Yesterday was a beautiful day for riding. Mid-eighties and breezy. I felt like we had all the time in the world.
I have been working towards a riding goal without really stating it. I want to use my legs less. I find that when I apply pressure with my legs, it disrupts my seat which compromises my ability to communicate with my horse. Leg pressure also interferes with his freedom of movement. Harley also hates (HATES) legs that go too far back. I used to put my leg way too far back to ask for the canter. He would buck or kick or just stop dead. He was frustrated with me.
"How do you expect me to balance myself for the canter with your leg blocking me like that? Do you want to canter or don't you?"
So I learned to move my lower leg back to a more agreeable degree and found that swinging my inside leg forward is often enough to initiate the canter. Moving my legs into a position for canter or lateral work does no real harm, but applying pressure definitely does. Every rider knows the expression "put your leg on" or "more leg". I really dislike these expressions and using my legs to keep a horse going.
I audited a Jane Savoie clinic before I met Harley and she spent the beginning of every lesson training the rider to make her horse responsible for gait and tempo. Everyone. From the teenager on the 19-year-old thoroughbred to the advanced rider on the baby (his first time off the property) to the riders with the expensive tack and well-bred horses. Ms. Savoie's message was that if your legs are keeping your horse going, they are not available to communicate with him.
It is okay to change the position of your legs and apply a leg to ask for engagement or a lengthening, but then your aids must go back to neutral. Most riders did not have a neutral gear until she showed them the light. Every rider was smiling after those lessons! Jane Savoie is as cool in person as she is in her instructional videos. She talked to the auditors, answered all questions, and even ate lunch with us. She is a class act.

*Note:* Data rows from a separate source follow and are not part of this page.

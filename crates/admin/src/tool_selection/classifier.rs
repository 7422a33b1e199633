//! Domain classifier using Claude Haiku.
//!
//! The classifier takes a user query and returns 1-3 relevant domains.
//! This is the first stage of tool selection, designed to be fast and cheap.

use std::fmt::Write;

use reqwest::header::{CONTENT_TYPE, HeaderMap, HeaderValue};
use secrecy::ExposeSecret;
use serde::{Deserialize, Serialize};
use tracing::{debug, instrument};

use super::{DOMAIN_DESCRIPTIONS, DOMAINS, ToolSelectionError};

const ANTHROPIC_API_URL: &str = "https://api.anthropic.com/v1/messages";
const ANTHROPIC_VERSION: &str = "2023-06-01";
const HAIKU_MODEL: &str = "claude-3-5-haiku-latest";
const MAX_TOKENS: u32 = 100;

/// Domain classifier using Claude Haiku for fast categorization.
#[derive(Clone)]
pub struct DomainClassifier {
    client: reqwest::Client,
}

impl DomainClassifier {
    /// Create a new domain classifier.
    ///
    /// # Arguments
    ///
    /// * `api_key` - Anthropic API key
    ///
    /// # Panics
    ///
    /// Panics if the API key contains invalid header characters.
    #[must_use]
    pub fn new(api_key: &secrecy::SecretString) -> Self {
        let mut headers = HeaderMap::new();
        headers.insert(CONTENT_TYPE, HeaderValue::from_static("application/json"));
        headers.insert(
            "x-api-key",
            HeaderValue::from_str(api_key.expose_secret()).expect("Invalid API key for header"),
        );
        headers.insert(
            "anthropic-version",
            HeaderValue::from_static(ANTHROPIC_VERSION),
        );

        let client = reqwest::Client::builder()
            .default_headers(headers)
            .build()
            .expect("Failed to build HTTP client");

        Self { client }
    }

    /// Classify a user query into 1-3 relevant domains.
    ///
    /// # Arguments
    ///
    /// * `query` - The user's query text
    ///
    /// # Returns
    ///
    /// A vector of 1-3 domain names.
    ///
    /// # Errors
    ///
    /// Returns an error if the API request fails or returns an invalid response.
    #[instrument(skip(self, query), fields(query_len = query.len()))]
    pub async fn classify(&self, query: &str) -> Result<Vec<String>, ToolSelectionError> {
        let system_prompt = build_system_prompt();
        let user_message = format!(
            "Classify this query into 1-3 relevant domains. Return ONLY the domain names, comma-separated.\n\nQuery: {query}"
        );

        let request = ClassifyRequest {
            model: HAIKU_MODEL.to_string(),
            max_tokens: MAX_TOKENS,
            system: Some(system_prompt),
            messages: vec![Message {
                role: "user".to_string(),
                content: user_message,
            }],
        };

        let response = self
            .client
            .post(ANTHROPIC_API_URL)
            .json(&request)
            .send()
            .await?;

        let status = response.status();
        if !status.is_success() {
            let body = response.text().await.unwrap_or_default();
            return Err(ToolSelectionError::Classification(format!(
                "Haiku API error ({status}): {body}"
            )));
        }

        let response: ClassifyResponse = response.json().await?;

        let content = response
            .content
            .into_iter()
            .map(|block| match block {
                ContentBlock::Text { text } => text,
            })
            .next()
            .ok_or_else(|| {
                ToolSelectionError::InvalidResponse("No text content in response".to_string())
            })?;

        // Parse the comma-separated domains
        let domains = parse_domains(&content);

        if domains.is_empty() {
            debug!(
                response = %content,
                "No valid domains parsed, falling back to general domains"
            );
            // Fall back to most common domains
            return Ok(vec!["orders".to_string(), "customers".to_string()]);
        }

        debug!(domains = ?domains, "Classified query into domains");
        Ok(domains)
    }
}

/// Build the system prompt for domain classification.
fn build_system_prompt() -> String {
    let mut prompt = String::from(
        "You are a classifier that categorizes e-commerce admin queries into domains.\n\n\
         Available domains:\n",
    );

    for (domain, description) in DOMAIN_DESCRIPTIONS {
        let _ = writeln!(prompt, "- {domain}: {description}");
    }

    prompt.push_str(
        "\nRules:\n\
         1. Return 1-3 most relevant domains\n\
         2. Return ONLY domain names, comma-separated (e.g., \"orders, customers\")\n\
         3. Most queries need only 1-2 domains\n\
         4. Choose based on what data/actions the query requires",
    );

    prompt
}

/// Parse comma-separated domain names from classifier response.
fn parse_domains(response: &str) -> Vec<String> {
    response
        .split(',')
        .map(|s| s.trim().to_lowercase())
        .filter(|s| DOMAINS.contains(&s.as_str()))
        .take(3) // Limit to 3 domains
        .collect()
}

/// Request body for Claude classification.
#[derive(Debug, Serialize)]
struct ClassifyRequest {
    model: String,
    max_tokens: u32,
    #[serde(skip_serializing_if = "Option::is_none")]
    system: Option<String>,
    messages: Vec<Message>,
}

/// A message in the request.
#[derive(Debug, Serialize)]
struct Message {
    role: String,
    content: String,
}

/// Response from Claude API.
#[derive(Debug, Deserialize)]
struct ClassifyResponse {
    content: Vec<ContentBlock>,
}

/// Content block in response.
#[derive(Debug, Deserialize)]
#[serde(tag = "type")]
enum ContentBlock {
    #[serde(rename = "text")]
    Text { text: String },
}

#[cfg(test)]
mod tests {
    use super::*;

    #[test]
    fn test_parse_domains_single() {
        let result = parse_domains("orders");
        assert_eq!(result, vec!["orders"]);
    }

    #[test]
    fn test_parse_domains_multiple() {
        let result = parse_domains("orders, customers, products");
        assert_eq!(result, vec!["orders", "customers", "products"]);
    }

    #[test]
    fn test_parse_domains_with_whitespace() {
        let result = parse_domains("  orders  ,  customers  ");
        assert_eq!(result, vec!["orders", "customers"]);
    }

    #[test]
    fn test_parse_domains_filters_invalid() {
        let result = parse_domains("orders, invalid_domain, customers");
        assert_eq!(result, vec!["orders", "customers"]);
    }

    #[test]
    fn test_parse_domains_max_three() {
        let result = parse_domains("orders, customers, products, inventory, discounts");
        assert_eq!(result.len(), 3);
    }

    #[test]
    fn test_parse_domains_case_insensitive() {
        let result = parse_domains("ORDERS, Customers");
        assert_eq!(result, vec!["orders", "customers"]);
    }

    #[test]
    fn test_build_system_prompt_contains_domains() {
        let prompt = build_system_prompt();
        for domain in DOMAINS {
            assert!(prompt.contains(domain));
        }
    }
}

As I have been working towards my goal, Harley has become more and more rideable. Although I do have to spend a little time each ride reminding him that tempo is his territory, not mine, he has been moving with more freedom and reaching to the bit. My revelation yesterday was in the walk. As part of our warmup, I like to incorporate some lateral work. Leg yield and shoulder-in are always first as they are the gentle, stretching exercises of the lateral world. You can gather a lot of information about how your horse is feeling by asking him to try these movements and listening to his responses. I spend more or less time in the warm up depending on how limber my horse feels that day. It is just like me touching my toes and relaxing into a couple lunges before a run.
So what I noticed on this day, was that I was sending my horse sideways completely from my inside seatbone. This was only possible, because my seat was open and my legs were absolutely silent. I looked down at my inside leg to confirm what I was feeling. Yup, my leg was just hanging there. Not pressing at all. If I tried applying my leg, my seatbone disappeared from the saddle. As long as I kept my leg slack, my seatbone was available to gently nudge him over. He stepped over with lovely fluidity. The shoulder-in felt especially easy. I tried it in sitting trot, which strengthened my revelation.
I was not using more seat. It was just that my seat was available to use, because my legs were silent. My horse could only listen to my seat if it was the primary aid. I had to trust Harley to listen and resist the temptation to use my legs. He rewarded me by not only listening, but focusing intently on our ride. More seat does not mean more!